[Recorded information Boundary: Start]

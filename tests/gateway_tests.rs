//! HttpGateway against the fake graph server

mod common;

use std::collections::BTreeSet;
use std::time::Duration;

use common::{FakeServer, DEFAULT_GRAPH, OTHER_GRAPH};
use depgraph_sync::{GraphId, HttpGateway, NodeId, ProjectionKey, QueryError, QueryGateway};

fn ids(names: &[&str]) -> BTreeSet<NodeId> {
    names.iter().map(|n| NodeId::from(*n)).collect()
}

fn gateway(server: &FakeServer) -> HttpGateway {
    HttpGateway::new(server.base_url.clone(), Duration::from_secs(5)).unwrap()
}

#[tokio::test]
async fn test_list_graph_files() {
    let server = FakeServer::spawn().await;
    let files = gateway(&server).list_graph_files().await.unwrap();

    assert_eq!(files.len(), 2);
    let default = files.iter().find(|f| f.selected).unwrap();
    assert_eq!(default.git, GraphId::from(DEFAULT_GRAPH));
}

#[tokio::test]
async fn test_catalog_and_analysis() {
    let server = FakeServer::spawn().await;
    let gateway = gateway(&server);
    let graph = GraphId::from(DEFAULT_GRAPH);

    let nodes = gateway.fetch_nodes(&graph).await.unwrap();
    assert_eq!(nodes.len(), 4);
    assert_eq!(nodes[3].kind, "Program");

    let analysis = gateway.fetch_analysis(&graph).await.unwrap();
    assert_eq!(analysis.count("NODE"), Some(4));
}

#[tokio::test]
async fn test_projection_includes_extra_nodes() {
    let server = FakeServer::spawn().await;
    let key = ProjectionKey::new(GraphId::from(DEFAULT_GRAPH), ids(&["A", "B"]), true)
        .with_extra(ids(&["C"]));

    let projection = gateway(&server).fetch_projection(&key).await.unwrap();

    assert_eq!(projection.node_count(), 3);
    assert!(!projection.node(&NodeId::from("C")).unwrap().selected);
    assert_eq!(projection.edges.len(), 2);
    assert_eq!(projection.transitive_edges.len(), 1);
    assert_eq!(server.projection_requests(), 1);
}

#[tokio::test]
async fn test_server_error_status() {
    let server = FakeServer::spawn().await;
    server.fail_next_projection();
    let key = ProjectionKey::new(GraphId::from(DEFAULT_GRAPH), ids(&["A"]), false);

    let err = gateway(&server).fetch_projection(&key).await.unwrap_err();

    assert_eq!(
        err,
        QueryError::Server {
            status: 500,
            message: "graph engine unavailable".to_string()
        }
    );
}

#[tokio::test]
async fn test_unknown_graph_is_server_error() {
    let server = FakeServer::spawn().await;
    let err = gateway(&server)
        .fetch_nodes(&GraphId::from("nope"))
        .await
        .unwrap_err();
    assert!(matches!(err, QueryError::Server { status: 404, .. }));
}

#[tokio::test]
async fn test_malformed_payload() {
    let server = FakeServer::spawn().await;
    server.malformed_next_projection();
    let key = ProjectionKey::new(GraphId::from(DEFAULT_GRAPH), ids(&["A"]), false);

    let err = gateway(&server).fetch_projection(&key).await.unwrap_err();
    assert!(matches!(err, QueryError::Malformed(_)));
}

#[tokio::test]
async fn test_unreachable_server_is_network_error() {
    // bind and release a port so nothing is listening on it
    let listener = tokio::net::TcpListener::bind("127.0.0.1:0").await.unwrap();
    let addr = listener.local_addr().unwrap();
    drop(listener);

    let gateway = HttpGateway::new(format!("http://{}", addr), Duration::from_secs(2)).unwrap();
    let err = gateway.list_graph_files().await.unwrap_err();
    assert!(matches!(err, QueryError::Network(_)));
}

#[tokio::test]
async fn test_paths_and_details() {
    let server = FakeServer::spawn().await;
    let gateway = gateway(&server);
    let graph = GraphId::from(DEFAULT_GRAPH);

    let response = gateway
        .fetch_path(&graph, &NodeId::from("A"), &NodeId::from("B"))
        .await
        .unwrap();
    assert_eq!(response.paths.len(), 2);
    assert_eq!(response.extra_nodes, vec![NodeId::from("C")]);

    let details = gateway
        .fetch_node_details(&graph, &ids(&["A", "B"]), false)
        .await
        .unwrap();
    assert_eq!(details.len(), 2);
    assert_eq!(details[0].name, "libA.so");

    let missing = gateway
        .fetch_node_details(&GraphId::from(OTHER_GRAPH), &ids(&["A"]), false)
        .await
        .unwrap();
    assert!(missing.is_empty());
}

[Recorded information Boundary: End]

About this task — Without any alteration, repeat the entire listing.

Finished task —
filename tests/gateway_tests.rs
//! HttpGateway against the fake graph server

mod common;

use std::collections::BTreeSet;
use std::time::Duration;

use common::{FakeServer, DEFAULT_GRAPH, OTHER_GRAPH};
use depgraph_sync::{GraphId, HttpGateway, NodeId, ProjectionKey, QueryError, QueryGateway};

fn ids(names: &[&str]) -> BTreeSet<NodeId> {
    names.iter().map(|n| NodeId::from(*n)).collect()
}

fn gateway(server: &FakeServer) -> HttpGateway {
    HttpGateway::new(server.base_url.clone(), Duration::from_secs(5)).unwrap()
}

#[tokio::test]
async fn test_list_graph_files() {
    let server = FakeServer::spawn().await;
    let files = gateway(&server).list_graph_files().await.unwrap();

    assert_eq!(files.len(), 2);
    let default = files.iter().find(|f| f.selected).unwrap();
    assert_eq!(default.git, GraphId::from(DEFAULT_GRAPH));
}

#[tokio::test]
async fn test_catalog_and_analysis() {
    let server = FakeServer::spawn().await;
    let gateway = gateway(&server);
    let graph = GraphId::from(DEFAULT_GRAPH);

    let nodes = gateway.fetch_nodes(&graph).await.unwrap();
    assert_eq!(nodes.len(), 4);
    assert_eq!(nodes[3].kind, "Program");

    let analysis = gateway.fetch_analysis(&graph).await.unwrap();
    assert_eq!(analysis.count("NODE"), Some(4));
}

#[tokio::test]
async fn test_projection_includes_extra_nodes() {
    let server = FakeServer::spawn().await;
    let key = ProjectionKey::new(GraphId::from(DEFAULT_GRAPH), ids(&["A", "B"]), true)
        .with_extra(ids(&["C"]));

    let projection = gateway(&server).fetch_projection(&key).await.unwrap();

    assert_eq!(projection.node_count(), 3);
    assert!(!projection.node(&NodeId::from("C")).unwrap().selected);
    assert_eq!(projection.edges.len(), 2);
    assert_eq!(projection.transitive_edges.len(), 1);
    assert_eq!(server.projection_requests(), 1);
}

#[tokio::test]
async fn test_server_error_status() {
    let server = FakeServer::spawn().await;
    server.fail_next_projection();
    let key = ProjectionKey::new(GraphId::from(DEFAULT_GRAPH), ids(&["A"]), false);

    let err = gateway(&server).fetch_projection(&key).await.unwrap_err();

    assert_eq!(
        err,
        QueryError::Server {
            status: 500,
            message: "graph engine unavailable".to_string()
        }
    );
}

#[tokio::test]
async fn test_unknown_graph_is_server_error() {
    let server = FakeServer::spawn().await;
    let err = gateway(&server)
        .fetch_nodes(&GraphId::from("nope"))
        .await
        .unwrap_err();
    assert!(matches!(err, QueryError::Server { status: 404, .. }));
}

#[tokio::test]
async fn test_malformed_payload() {
    let server = FakeServer::spawn().await;
    server.malformed_next_projection();
    let key = ProjectionKey::new(GraphId::from(DEFAULT_GRAPH), ids(&["A"]), false);

    let err = gateway(&server).fetch_projection(&key).await.unwrap_err();
    assert!(matches!(err, QueryError::Malformed(_)));
}

#[tokio::test]
async fn test_unreachable_server_is_network_error() {
    // bind and release a port so nothing is listening on it
    let listener = tokio::net::TcpListener::bind("127.0.0.1:0").await.unwrap();
    let addr = listener.local_addr().unwrap();
    drop(listener);

    let gateway = HttpGateway::new(format!("http://{}", addr), Duration::from_secs(2)).unwrap();
    let err = gateway.list_graph_files().await.unwrap_err();
    assert!(matches!(err, QueryError::Network(_)));
}

#[tokio::test]
async fn test_paths_and_details() {
    let server = FakeServer::spawn().await;
    let gateway = gateway(&server);
    let graph = GraphId::from(DEFAULT_GRAPH);

    let response = gateway
        .fetch_path(&graph, &NodeId::from("A"), &NodeId::from("B"))
        .await
        .unwrap();
    assert_eq!(response.paths.len(), 2);
    assert_eq!(response.extra_nodes, vec![NodeId::from("C")]);

    let details = gateway
        .fetch_node_details(&graph, &ids(&["A", "B"]), false)
        .await
        .unwrap();
    assert_eq!(details.len(), 2);
    assert_eq!(details[0].name, "libA.so");

    let missing = gateway
        .fetch_node_details(&GraphId::from(OTHER_GRAPH), &ids(&["A"]), false)
        .await
        .unwrap();
    assert!(missing.is_empty());
}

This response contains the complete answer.